#### Exercise objective:
The expected output is exactly the lines below, starting at the line with "#[cfg(test)]" and ending at the line with "let (result, _, _) = encoding.decode(bytes);", both included; no other line belongs in it.

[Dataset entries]
//! Conversation-id discovery for CLIs that invent their own ids. The copilot
//! CLI writes conversation state to ${HOME}/.copilot/session-state/<id>/; we
//! snapshot that directory before spawn and poll afterwards until a new
//! subdirectory appears, then persist its name through the injected sink.

use std::collections::HashSet;
use std::path::PathBuf;
use std::sync::Arc;
use std::time::Duration;

use tracing::{info, warn};

use super::ConversationSink;

const POLL_INTERVAL: Duration = Duration::from_secs(3);
const MAX_ATTEMPTS: u32 = 5;

/// The copilot state directory: ${HOME}/.copilot/session-state.
pub fn copilot_state_dir() -> PathBuf {
    let home = std::env::var("HOME")
        .or_else(|_| std::env::var("USERPROFILE"))
        .unwrap_or_else(|_| "/tmp".into());
    PathBuf::from(home).join(".copilot").join("session-state")
}

/// Names of the immediate subdirectories of `dir`. Missing directory reads as empty.
pub fn snapshot_state_dirs(dir: &std::path::Path) -> HashSet<String> {
    let Ok(entries) = std::fs::read_dir(dir) else {
        return HashSet::new();
    };
    entries
        .filter_map(|e| e.ok())
        .filter(|e| e.path().is_dir())
        .filter_map(|e| e.file_name().into_string().ok())
        .collect()
}

/// Subdirectories present now but not in the snapshot, lexically sorted.
pub fn new_entries(before: &HashSet<String>, after: &HashSet<String>) -> Vec<String> {
    let mut fresh: Vec<String> = after.difference(before).cloned().collect();
    fresh.sort();
    fresh
}

/// Poll the state directory until the CLI has created its conversation
/// directory, then persist the id. Gives up after a bounded number of
/// attempts; the session stays usable but cannot be resumed.
pub(crate) fn spawn_discovery(
    sink: Arc<dyn ConversationSink>,
    session_id: String,
    dir: PathBuf,
    before: HashSet<String>,
) {
    tokio::spawn(async move {
        for _ in 0..MAX_ATTEMPTS {
            tokio::time::sleep(POLL_INTERVAL).await;
            let after = snapshot_state_dirs(&dir);
            if let Some(id) = new_entries(&before, &after).pop() {
                match sink.persist_conversation_id(&session_id, &id).await {
                    Ok(()) => info!(%session_id, conversation_id = %id, "discovered conversation id"),
                    Err(e) => warn!(%session_id, error = %e, "failed to persist conversation id"),
                }
                return;
            }
        }
        warn!(
            %session_id,
            dir = %dir.display(),
            "conversation id discovery exhausted; session will not be resumable"
        );
    });
}

#[cfg(test)]
mod tests {
    use super::*;

    #[test]
    fn snapshot_of_missing_dir_is_empty() {
        assert!(snapshot_state_dirs(std::path::Path::new("/no/such/dir")).is_empty());
    }

    #[test]
    fn snapshot_lists_only_directories() {
        let dir = tempfile::tempdir().unwrap();
        std::fs::create_dir(dir.path().join("x")).unwrap();
        std::fs::create_dir(dir.path().join("y")).unwrap();
        std::fs::write(dir.path().join("stray-file"), b"").unwrap();
        let snap = snapshot_state_dirs(dir.path());
        assert_eq!(snap.len(), 2);
        assert!(snap.contains("x") && snap.contains("y"));
    }

    #[test]
    fn new_entries_returns_the_difference_sorted() {
        let before: HashSet<String> = ["x".to_string(), "y".to_string()].into();
        let after: HashSet<String> =
            ["x".to_string(), "y".to_string(), "b".to_string(), "a".to_string()].into();
        assert_eq!(new_entries(&before, &after), vec!["a", "b"]);
        assert!(new_entries(&before, &before).is_empty());
    }
}
//! Byte-level helpers for reading XLIFF files.

use std::borrow::Cow;

use memchr::memmem;

/// Decode raw file bytes to a string.
///
/// This function:
/// 1. First tries UTF-8 (a BOM is stripped by encoding_rs)
/// 2. If malformed, tries the encoding named in the `<?xml encoding="..."?>` declaration
/// 3. Falls back to Windows-1252
///
/// Uses `Cow<str>` to avoid allocation when the input is valid UTF-8 without a BOM.
pub fn decode_text(bytes: &[u8]) -> Cow<'_, str> {
    let (result, _encoding, malformed) = encoding_rs::UTF_8.decode(bytes);

    if !malformed {
        return result;
    }

    if let Some(label) = declared_encoding(bytes)
        && let Some(encoding) = encoding_rs::Encoding::for_label(label)
    {
        let (result, _, _) = encoding.decode(bytes);
        return result;
    }

    let (result, _, _) = encoding_rs::WINDOWS_1252.decode(bytes);
    result
}

/// Extract the `encoding` pseudo-attribute of a leading XML declaration.
fn declared_encoding(bytes: &[u8]) -> Option<&[u8]> {
    let start = memmem::find(bytes, b"<?xml")?;
    let end = start + memmem::find(&bytes[start..], b"?>")?;
    let decl = &bytes[start..end];

    let attr = memmem::find(decl, b"encoding")?;
    let rest = &decl[attr + b"encoding".len()..];
    let eq = memchr::memchr(b'=', rest)?;
    let rest = &rest[eq + 1..];
    let quote_pos = memchr::memchr2(b'"', b'\'', rest)?;
    let quote = rest[quote_pos];
    let value = &rest[quote_pos + 1..];
    let close = memchr::memchr(quote, value)?;
    Some(&value[..close])
}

#### Written answer:
#[cfg(test)]
mod tests {
    use super::*;

    #[test]
    fn snapshot_of_missing_dir_is_empty() {
        assert!(snapshot_state_dirs(std::path::Path::new("/no/such/dir")).is_empty());
    }

    #[test]
    fn snapshot_lists_only_directories() {
        let dir = tempfile::tempdir().unwrap();
        std::fs::create_dir(dir.path().join("x")).unwrap();
        std::fs::create_dir(dir.path().join("y")).unwrap();
        std::fs::write(dir.path().join("stray-file"), b"").unwrap();
        let snap = snapshot_state_dirs(dir.path());
        assert_eq!(snap.len(), 2);
        assert!(snap.contains("x") && snap.contains("y"));
    }

    #[test]
    fn new_entries_returns_the_difference_sorted() {
        let before: HashSet<String> = ["x".to_string(), "y".to_string()].into();
        let after: HashSet<String> =
            ["x".to_string(), "y".to_string(), "b".to_string(), "a".to_string()].into();
        assert_eq!(new_entries(&before, &after), vec!["a", "b"]);
        assert!(new_entries(&before, &before).is_empty());
    }
}
//! Byte-level helpers for reading XLIFF files.

use std::borrow::Cow;

use memchr::memmem;

/// Decode raw file bytes to a string.
///
/// This function:
/// 1. First tries UTF-8 (a BOM is stripped by encoding_rs)
/// 2. If malformed, tries the encoding named in the `<?xml encoding="..."?>` declaration
/// 3. Falls back to Windows-1252
///
/// Uses `Cow<str>` to avoid allocation when the input is valid UTF-8 without a BOM.
pub fn decode_text(bytes: &[u8]) -> Cow<'_, str> {
    let (result, _encoding, malformed) = encoding_rs::UTF_8.decode(bytes);

    if !malformed {
        return result;
    }

    if let Some(label) = declared_encoding(bytes)
        && let Some(encoding) = encoding_rs::Encoding::for_label(label)
    {
        let (result, _, _) = encoding.decode(bytes);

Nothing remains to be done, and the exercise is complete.